Qualcomm (NASDAQ:QCOM) and its GSM technology counterpart InterDigital (NASDAQ:IDCC) together control 40% of the LTE patent pool, with 19% and 21% of total patents, respectively. But Informa also found that the other traditional wireless heavyweights Ericsson (NASDAQ:ERIC) and Nokia (NYSE:NOK) lost much of their intellectual property standing, as emerging vendors such as Huawei contributed their research heft to 4G development.

Huawei accounted for 9% of all patents, coming in third. Samsung had 8%, while Nokia, Ericsson and LG Electronics tied for fourth place with 7% of total LTE patents each. Though that represents a sizable shift in patent power, much of it was largely expected. Huawei emerged on the international scene during the height of the 3G building boom, long after standards development for the technology was complete. While Huawei specialized in optimizing existing wireless technologies at the time, it promised to extend its considerable R&D might toward shaping the standards for future technology.

Samsung may not be mentioned in the same breath as Ericsson or Huawei when it comes to LTE technologies, but it was one of the first vendors to explore 4G early last decade. Its WiBro mobile broadband platform was eventually rolled into the WiMax standard, but it used the same orthogonal frequency division multiplexing access (OFDMA) technology common to both WiMax and LTE.

Qualcomm is the oddball of the bunch. Though it has always heavily relied on research and its own intellectual property portfolio to establish its dominance in wireless, it came rather late to LTE, defending its own internally developed CDMA technologies long after the world had caught OFDMA fever. But when it decided to come to the LTE table it did so in a big way: It bought mobile broadband pioneer Flarion Technologies for $400 million, giving Qualcomm the company’s extensive OFDMA portfolio.

Informa warned that its percentages reflected only the number of overall patents, not the overall value. Only a third of all LTE patents would be considered "essential," an innovation or process required for implementing an LTE network or building an LTE device, said Malik Kamal Saadi, principal analyst with Informa. The distribution of essential patents is much different from than the spread in total patents, and it’s also much more difficult to quantify because many of the patents deemed non-essential could become essential in the future. Where those patents are registered also determines their value, as one market might determine them as essential and another might not, Kamal Saadi said.

“For example, from the 182 LTE patents contributed by Huawei, 178 are registered in China and only a handful of these could currently be described as essential,” according to the Informa report. “This means that Huawei’s IPR wealth will be effective in China but to a certain extent less effective in the rest of the world unless Huawei validates its patents with other recognized trademark and patent offices.”
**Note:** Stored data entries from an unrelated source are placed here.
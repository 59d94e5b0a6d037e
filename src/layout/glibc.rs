//! Version- and architecture-dependent glibc allocator layouts.
//!
//! glibc's `malloc_state` changed shape across releases: 2.26 widened the 32-bit
//! `fastbinsY` array to 11 slots, and 2.27 added the `have_fastchunks` flag (with an
//! extra padding int on 64-bit). This module holds the four supported `malloc_state`
//! variants plus the stable `malloc_chunk` and `tcache_perthread_struct` layouts, and
//! selects the right variant for a `(version, arch)` pair through a range-keyed table.
//! Supporting a new allocator version is adding one table row.
//!
//! Field names deliberately match the glibc source (`fastbinsY`, `last_remainder`,
//! `next_free`, ...) so that output lines up with what an analyst sees in the
//! allocator's own code.

use crate::{
    layout::{FieldDef, FieldKind, StructSchema},
    profile::{Arch, LibcVersion, VersionRange},
};

/// Number of bin list-head slots in `malloc_state.bins` (127 doubly-linked bins).
pub const BIN_SLOTS: usize = 254;

/// Index of the unsorted bin in the 127-bin table.
pub const UNSORTED_BIN: usize = 0;

/// First small bin index (small bins span `1..=62`).
pub const FIRST_SMALL_BIN: usize = 1;

/// First large bin index (large bins span `63..=126`).
pub const FIRST_LARGE_BIN: usize = 63;

/// One past the last bin index.
pub const BIN_COUNT: usize = 127;

/// Number of tcache size classes.
pub const TCACHE_CLASSES: usize = 64;

/// The four supported `malloc_state` shapes.
#[derive(Debug, Clone, Copy, PartialEq, Eq)]
enum ArenaVariant {
    /// 2.19–2.26 64-bit, 2.19–2.25 32-bit: no `have_fastchunks`, `fastbinsY[10]`
    Old,
    /// 2.26 32-bit only: `fastbinsY[11]`, still no `have_fastchunks`
    Fastbins11,
    /// 2.27+ 64-bit: `have_fastchunks` + alignment padding, `fastbinsY[10]`
    New64,
    /// 2.27+ 32-bit: `have_fastchunks`, `fastbinsY[11]`, no extra padding
    New32,
}

/// Variant selection rows, first match wins. `None` for the arch matches both.
const ARENA_VARIANTS: &[(VersionRange, Option<Arch>, ArenaVariant)] = &[
    (
        VersionRange::between(LibcVersion::new(2, 26), LibcVersion::new(2, 26)),
        Some(Arch::Bits32),
        ArenaVariant::Fastbins11,
    ),
    (
        VersionRange::at_least(LibcVersion::new(2, 27)),
        Some(Arch::Bits64),
        ArenaVariant::New64,
    ),
    (
        VersionRange::at_least(LibcVersion::new(2, 27)),
        Some(Arch::Bits32),
        ArenaVariant::New32,
    ),
];

fn arena_fields(variant: ArenaVariant) -> Vec<FieldDef> {
    let mut fields = vec![
        FieldDef::scalar(FieldKind::Int32, "mutex"),
        FieldDef::scalar(FieldKind::Int32, "flags"),
    ];
    match variant {
        ArenaVariant::Old => {
            fields.push(FieldDef::array(FieldKind::Ptr, "fastbinsY", 10));
        }
        ArenaVariant::Fastbins11 => {
            fields.push(FieldDef::array(FieldKind::Ptr, "fastbinsY", 11));
        }
        ArenaVariant::New64 => {
            fields.push(FieldDef::scalar(FieldKind::Int32, "have_fastchunks"));
            fields.push(FieldDef::scalar(FieldKind::Int32, "align"));
            fields.push(FieldDef::array(FieldKind::Ptr, "fastbinsY", 10));
        }
        ArenaVariant::New32 => {
            fields.push(FieldDef::scalar(FieldKind::Int32, "have_fastchunks"));
            fields.push(FieldDef::array(FieldKind::Ptr, "fastbinsY", 11));
        }
    }
    fields.extend([
        FieldDef::scalar(FieldKind::Ptr, "top"),
        FieldDef::scalar(FieldKind::Ptr, "last_remainder"),
        FieldDef::array(FieldKind::Ptr, "bins", BIN_SLOTS),
        FieldDef::array(FieldKind::Int32, "binmap", 4),
        FieldDef::scalar(FieldKind::Ptr, "next"),
        FieldDef::scalar(FieldKind::Ptr, "next_free"),
        FieldDef::scalar(FieldKind::Word, "attached_threads"),
        FieldDef::scalar(FieldKind::Word, "system_mem"),
        FieldDef::scalar(FieldKind::Word, "max_system_mem"),
    ]);
    fields
}

/// The `malloc_state` schema for a `(version, arch)` pair.
///
/// A missing version selects the oldest variant, the documented fallback when the libc
/// image carries no version banner. Versions at or above 2.27 resolve to the nearest
/// known (2.27+) shape.
#[must_use]
pub fn arena_schema(version: Option<LibcVersion>, arch: Arch) -> StructSchema {
    let variant = version
        .and_then(|v| {
            ARENA_VARIANTS
                .iter()
                .find(|(range, only_arch, _)| {
                    range.contains(v) && only_arch.map_or(true, |a| a == arch)
                })
                .map(|(_, _, variant)| *variant)
        })
        .unwrap_or(ArenaVariant::Old);
    StructSchema::new(arch, arena_fields(variant))
}

/// The `malloc_chunk` header schema, stable across all supported versions.
#[must_use]
pub fn chunk_schema(arch: Arch) -> StructSchema {
    StructSchema::new(
        arch,
        vec![
            FieldDef::scalar(FieldKind::Word, "prev_size"),
            FieldDef::scalar(FieldKind::Word, "size"),
            FieldDef::scalar(FieldKind::Ptr, "fd"),
            FieldDef::scalar(FieldKind::Ptr, "bk"),
            FieldDef::scalar(FieldKind::Ptr, "fd_nextsize"),
            FieldDef::scalar(FieldKind::Ptr, "bk_nextsize"),
        ],
    )
}

/// The `tcache_perthread_struct` schema: one count byte and one entry pointer per
/// size class.
#[must_use]
pub fn tcache_schema(arch: Arch) -> StructSchema {
    StructSchema::new(
        arch,
        vec![
            FieldDef::array(FieldKind::Char, "counts", TCACHE_CLASSES),
            FieldDef::array(FieldKind::Ptr, "entries", TCACHE_CLASSES),
        ],
    )
}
Meanwhile, Qualcomm is in a good position on both fronts. Not only does it have about a fifth of the global LTE patents, 60% of them are considered essential. Nokia’s total number is far smaller, but Informa deemed that 60% of its portfolio is also composed of essential patents. For LG, Informa labeled 50% of its patents essential, 40% for Samsung and 33% for Ericsson.

Ericsson’s success in LTE may wind up being a mixed blessing. Though it has sold more LTE networks than any other vendor, it may have to pay a sizable percentage of its revenues to its competitors in royalties. Overall, though, Kamal Saadi said the much broader distribution of LTE royalties will benefit the industry as a whole, making the technology accessible to a larger class of vendors.

“It’s clear that Samsung, LG and Huawei, who traditionally had a weak IPR portfolio in 3G and 3.5G wireless technologies, are becoming increasingly aggressive in the LTE landscape, not only by acquiring an increased number of LTE patents, but also by making these patents essential. This will enable them to better trade against the incumbent IPR holders and lower the cost related to licensing wireless technologies,” Kamal Saadi said in a statement. “Overall there is no doubt that a more widely distributed LTE IPR wealth is likely to help the whole industry, as it will reduce costs related to technology licensing and royalty fees.”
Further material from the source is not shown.